PyPI - Python Version License: MIT

Professional data inspection and visualization toolkit for Polars 🐻‍❄️

Polarscope is a modern, fast, and comprehensive data analysis library built exclusively for Polars. It provides advanced X-ray analysis, beautiful visualizations, and comprehensive data quality assessment - all with native Polars performance.


✨ Key Features

🔬 X-ray Analysis

  • xray(df) → Comprehensive data quality assessment with beautiful Great Tables output
  • Advanced statistics: skewness, kurtosis, outliers, normality tests, data quality flags
  • Performance metrics: execution timing and memory usage tracking
  • Customizable output: minimal or expanded views with professional formatting

📊 Multi-Backend Visualization

  • corr_heatmap(df) → Correlation analysis with advanced filtering and target analysis
  • dist_plot(df) → Distribution plotting with statistical overlays
  • missingval_plot(df) → Missing value pattern analysis
  • cat_plot(df) → Categorical data frequency analysis
  • corr_plot(df) → Interactive correlation exploration
  • 3 backends supported: Plotly (default), Seaborn, Altair

🧹 Data Processing

  • clean_column_names(df) → Normalize and deduplicate column names
  • data_cleaning(df) → Comprehensive automated data cleaning pipeline
  • convert_datatypes(df) → Intelligent dtype optimization
  • drop_missing(df) → Advanced missing value handling

🛠️ Utilities

  • save_fig() → Universal figure saving (PNG, HTML, SVG, etc.)
  • Native Polars performance - no Pandas dependency
  • Type-safe with comprehensive docstrings

🚀 Quick Start

Installation

# Basic installation
pip install polarscope

# With all optional dependencies
pip install polarscope[all]

# Individual extras
pip install polarscope[plotly,seaborn,great_tables]

Basic Usage

import polars as pl
import polarscope as plc

# Load your data
df = pl.read_csv("data.csv")

# 🔬 Get comprehensive X-ray analysis
plc.xray(df)

# 📊 Create beautiful visualizations
plc.corr_heatmap(df, backend="plotly")
plc.dist_plot(df, column="price", backend="seaborn")
plc.missingval_plot(df, backend="altair")
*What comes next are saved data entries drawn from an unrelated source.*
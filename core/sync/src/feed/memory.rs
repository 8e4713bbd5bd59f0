//! In-memory delta feed.
//!
//! Plays the server side of the feed contract over a per-collection change
//! log. Used for development and testing; it can be told to fail or to be
//! slow.

use async_trait::async_trait;
use chrono::{DateTime, Utc};
use std::collections::{BTreeMap, HashMap};
use std::sync::{Mutex, MutexGuard};
use std::time::Duration;

use super::{DeltaFeed, DeltaItem, DeltaKind, DeltaPage};
use salecache_common::{CollectionName, Error, Result};

/// A request received by a [`MemoryFeed`].
#[derive(Debug, Clone, PartialEq, Eq)]
pub struct FeedRequest {
    pub collection: CollectionName,
    pub since: Option<DateTime<Utc>>,
    pub continuation: Option<String>,
}

struct FeedState {
    logs: HashMap<CollectionName, Vec<DeltaItem>>,
    page_size: usize,
    server_time: Option<DateTime<Utc>>,
    /// Fetches allowed to succeed before every fetch fails.
    remaining_successes: Option<usize>,
    delay: Duration,
    requests: Vec<FeedRequest>,
}

/// Scriptable in-memory feed.
pub struct MemoryFeed {
    state: Mutex<FeedState>,
}

impl MemoryFeed {
    /// Feed returning at most `page_size` changes per page.
    pub fn new(page_size: usize) -> Self {
        Self {
            state: Mutex::new(FeedState {
                logs: HashMap::new(),
                page_size: page_size.max(1),
                server_time: None,
                remaining_successes: None,
                delay: Duration::ZERO,
                requests: Vec::new(),
            }),
        }
    }

    fn lock(&self) -> Result<MutexGuard<'_, FeedState>> {
        self.state
            .lock()
            .map_err(|_| Error::FeedUnavailable("Feed state poisoned".to_string()))
    }

    /// Append a raw change to the log of `collection`.
    pub fn push(&self, collection: CollectionName, item: DeltaItem) -> Result<()> {
        self.lock()?.logs.entry(collection).or_default().push(item);
        Ok(())
    }

    /// Record a create or update.
    pub fn upsert(
        &self,
        collection: CollectionName,
        id: &str,
        entity: serde_json::Value,
        at: DateTime<Utc>,
    ) -> Result<()> {
        self.push(collection, DeltaItem::upsert(id, entity, at))
    }

    /// Record a deletion.
    pub fn delete(&self, collection: CollectionName, id: &str, at: DateTime<Utc>) -> Result<()> {
        self.push(collection, DeltaItem::delete(id, at))
    }

    /// Pin the server clock reported with every page.
    pub fn set_server_time(&self, at: DateTime<Utc>) -> Result<()> {
        self.lock()?.server_time = Some(at);
        Ok(())
    }

    /// Let `successes` more fetches through, then fail every fetch with
    /// `FeedUnavailable` until [`heal`](Self::heal) is called.
    pub fn fail_after(&self, successes: usize) -> Result<()> {
        self.lock()?.remaining_successes = Some(successes);
        Ok(())
    }

    /// Stop failing.
    pub fn heal(&self) -> Result<()> {
        self.lock()?.remaining_successes = None;
        Ok(())
    }

    /// Delay every fetch by `delay`.
    pub fn set_delay(&self, delay: Duration) -> Result<()> {
        self.lock()?.delay = delay;
        Ok(())
    }

    /// Every request received so far, in order.
    pub fn requests(&self) -> Result<Vec<FeedRequest>> {
        Ok(self.lock()?.requests.clone())
    }

    fn page(
        state: &mut FeedState,
        collection: CollectionName,
        since: Option<DateTime<Utc>>,
        continuation: Option<&str>,
    ) -> Result<DeltaPage> {
        state.requests.push(FeedRequest {
            collection,
            since,
            continuation: continuation.map(str::to_string),
        });

        if let Some(remaining) = state.remaining_successes.as_mut() {
            if *remaining == 0 {
                return Err(Error::FeedUnavailable(format!(
                    "{} feed unavailable",
                    collection
                )));
            }
            *remaining -= 1;
        }

        let log = state.logs.get(&collection).map(Vec::as_slice).unwrap_or(&[]);
        let mut changes: Vec<DeltaItem> = match since {
            None => live_records(log),
            Some(since) => log.iter().filter(|i| i.updated_at > since).cloned().collect(),
        };
        changes.sort_by_key(|i| i.updated_at);

        let offset = match continuation {
            None => 0,
            Some(token) => token
                .parse::<usize>()
                .map_err(|_| {
                    Error::FeedUnavailable(format!("Unknown continuation token '{}'", token))
                })?,
        };
        let end = (offset + state.page_size).min(changes.len());
        let next_token = (end < changes.len()).then(|| end.to_string());
        let page: Vec<DeltaItem> = changes
            .get(offset..end)
            .map(<[DeltaItem]>::to_vec)
            .unwrap_or_default();

        let server_time = state
            .server_time
            .or_else(|| state.logs.values().flatten().map(|i| i.updated_at).max())
            .unwrap_or_else(Utc::now);

        Ok(DeltaPage::new(page, next_token, server_time))
    }
}

impl Default for MemoryFeed {
    fn default() -> Self {
        Self::new(100)
    }
}

/// Latest state of every id that is still alive, as upserts.
fn live_records(log: &[DeltaItem]) -> Vec<DeltaItem> {
    let mut latest: BTreeMap<&str, &DeltaItem> = BTreeMap::new();
    for item in log {
        match latest.get(item.id.as_str()) {
            Some(current) if current.updated_at > item.updated_at => {}
            _ => {
                latest.insert(item.id.as_str(), item);
            }
        }
    }
    latest
        .into_values()
        .filter(|i| i.kind == DeltaKind::Upsert)
        .cloned()
        .collect()
}

#[async_trait]
impl DeltaFeed for MemoryFeed {
    fn name(&self) -> &str {
        "memory"
    }

    async fn fetch_page(
        &self,
        collection: CollectionName,
        since: Option<DateTime<Utc>>,
        continuation: Option<&str>,
    ) -> Result<DeltaPage> {
        let delay = self.lock()?.delay;
        if !delay.is_zero() {
            tokio::time::sleep(delay).await;
        }

        let mut state = self.lock()?;
        Self::page(&mut state, collection, since, continuation)
    }
}

#[cfg(test)]
mod tests {
    use super::*;
    use chrono::TimeZone;
    use serde_json::json;

    fn t(secs: i64) -> DateTime<Utc> {
        Utc.timestamp_opt(1_700_000_000 + secs, 0).unwrap()
    }

    #[tokio::test]
    async fn test_full_snapshot_has_no_deletes() {
        let feed = MemoryFeed::new(10);
        feed.upsert(CollectionName::Sales, "A", json!(1), t(1)).unwrap();
        feed.upsert(CollectionName::Sales, "B", json!(2), t(1)).unwrap();
        feed.delete(CollectionName::Sales, "A", t(2)).unwrap();
        feed.upsert(CollectionName::Sales, "B", json!(3), t(3)).unwrap();

        let page = feed.fetch_page(CollectionName::Sales, None, None).await.unwrap();
        assert_eq!(page.changes.len(), 1);
        assert_eq!(page.changes[0].id, "B");
        assert_eq!(page.changes[0].entity, Some(json!(3)));
        assert_eq!(page.server_time, t(3));
    }

    #[tokio::test]
    async fn test_incremental_is_strictly_after_cursor() {
        let feed = MemoryFeed::new(10);
        feed.upsert(CollectionName::Buyers, "A", json!(1), t(1)).unwrap();
        feed.upsert(CollectionName::Buyers, "B", json!(2), t(2)).unwrap();
        feed.delete(CollectionName::Buyers, "A", t(3)).unwrap();

        let page = feed
            .fetch_page(CollectionName::Buyers, Some(t(2)), None)
            .await
            .unwrap();
        assert_eq!(page.changes, vec![DeltaItem::delete("A", t(3))]);
    }

    #[tokio::test]
    async fn test_pagination() {
        let feed = MemoryFeed::new(2);
        for i in 0..5 {
            feed.upsert(CollectionName::Producers, &format!("P{}", i), json!(i), t(i)).unwrap();
        }

        let mut token: Option<String> = None;
        let mut seen = Vec::new();
        loop {
            let page = feed
                .fetch_page(CollectionName::Producers, None, token.as_deref())
                .await
                .unwrap();
            seen.extend(page.changes.into_iter().map(|i| i.id));
            token = page.next_token;
            if token.is_none() {
                break;
            }
        }

        assert_eq!(seen, vec!["P0", "P1", "P2", "P3", "P4"]);
        assert_eq!(feed.requests().unwrap().len(), 3);
    }

    #[tokio::test]
    async fn test_fail_after_and_heal() {
        let feed = MemoryFeed::new(10);
        feed.fail_after(1).unwrap();

        assert!(feed.fetch_page(CollectionName::Sales, None, None).await.is_ok());
        assert!(matches!(
            feed.fetch_page(CollectionName::Sales, None, None).await,
            Err(Error::FeedUnavailable(_))
        ));

        feed.heal().unwrap();
        assert!(feed.fetch_page(CollectionName::Sales, None, None).await.is_ok());
    }
}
# 🧹 Clean and optimize your data
df_clean = plc.data_cleaning(df)
df_optimized = plc.convert_datatypes(df_clean)

Advanced X-ray Analysis

# Expanded analysis with custom settings
plc.xray(
    df,
    expanded=True,                    # Show all statistics
    corr_target="target_column",      # Correlation to specific column
    outlier_method="iqr",            # Outlier detection method
    decimals=3,                      # Formatting precision
    compact=True                     # Compact number formatting
)

# Custom percentiles and quality thresholds
plc.xray(
    df,
    percentiles=[0.1, 0.25, 0.5, 0.75, 0.9],
    missing_threshold=0.3,           # Flag high missingness
    outlier_threshold=0.05,          # Flag outlier-heavy columns
    normality_test=True,             # Include normality tests
    uniformity_test=True             # Include uniformity tests
)

📈 Performance

Polarscope is built for speed and efficiency:

  • Lightning fast: Native Polars operations throughout
  • Memory efficient: Optimized for large datasets
  • Scalable: Handles millions of rows with ease
  • Professional: Comprehensive test suite with 100% pass rate

🎯 Why Polarscope?

Polars-Native

  • Built exclusively for Polars - no Pandas dependencies
  • Native performance and memory efficiency
  • Type-safe operations with Polars' query engine

Professional Quality

  • Production-ready with comprehensive testing
  • Beautiful, customizable output with Great Tables
  • Scientific precision in statistical analysis

Multi-Backend Flexibility

  • Choose your preferred visualization backend
  • Consistent API across Plotly, Seaborn, and Altair
  • Easy switching between backends

Comprehensive Analysis

  • Goes beyond basic .describe() functionality
  • Advanced statistics and quality assessment
  • Data quality flags and recommendations

📚 Documentation

Core Functions

Function Description Key Features
xray() Comprehensive data analysis Statistics, quality flags, performance metrics
corr_heatmap() Correlation visualization Multiple backends, filtering, target analysis
dist_plot() Distribution analysis Statistical overlays, multiple backends
missingval_plot() Missing value patterns Percentage/absolute counts, pattern analysis
data_cleaning() Automated cleaning Duplicates, missing values, optimization

Backends

  • Plotly (default): Interactive, web-ready visualizations
  • Seaborn: Statistical plotting with beautiful aesthetics
  • Altair: Grammar of graphics approach

🤝 Contributing

Contributions are welcome! Please feel free to submit issues, feature requests, or pull requests.


📄 License

MIT License - see LICENSE file for details.


🙏 Acknowledgments

Inspired by klib and ydata-profiling, but built from the ground up for Polars performance and modern data science workflows.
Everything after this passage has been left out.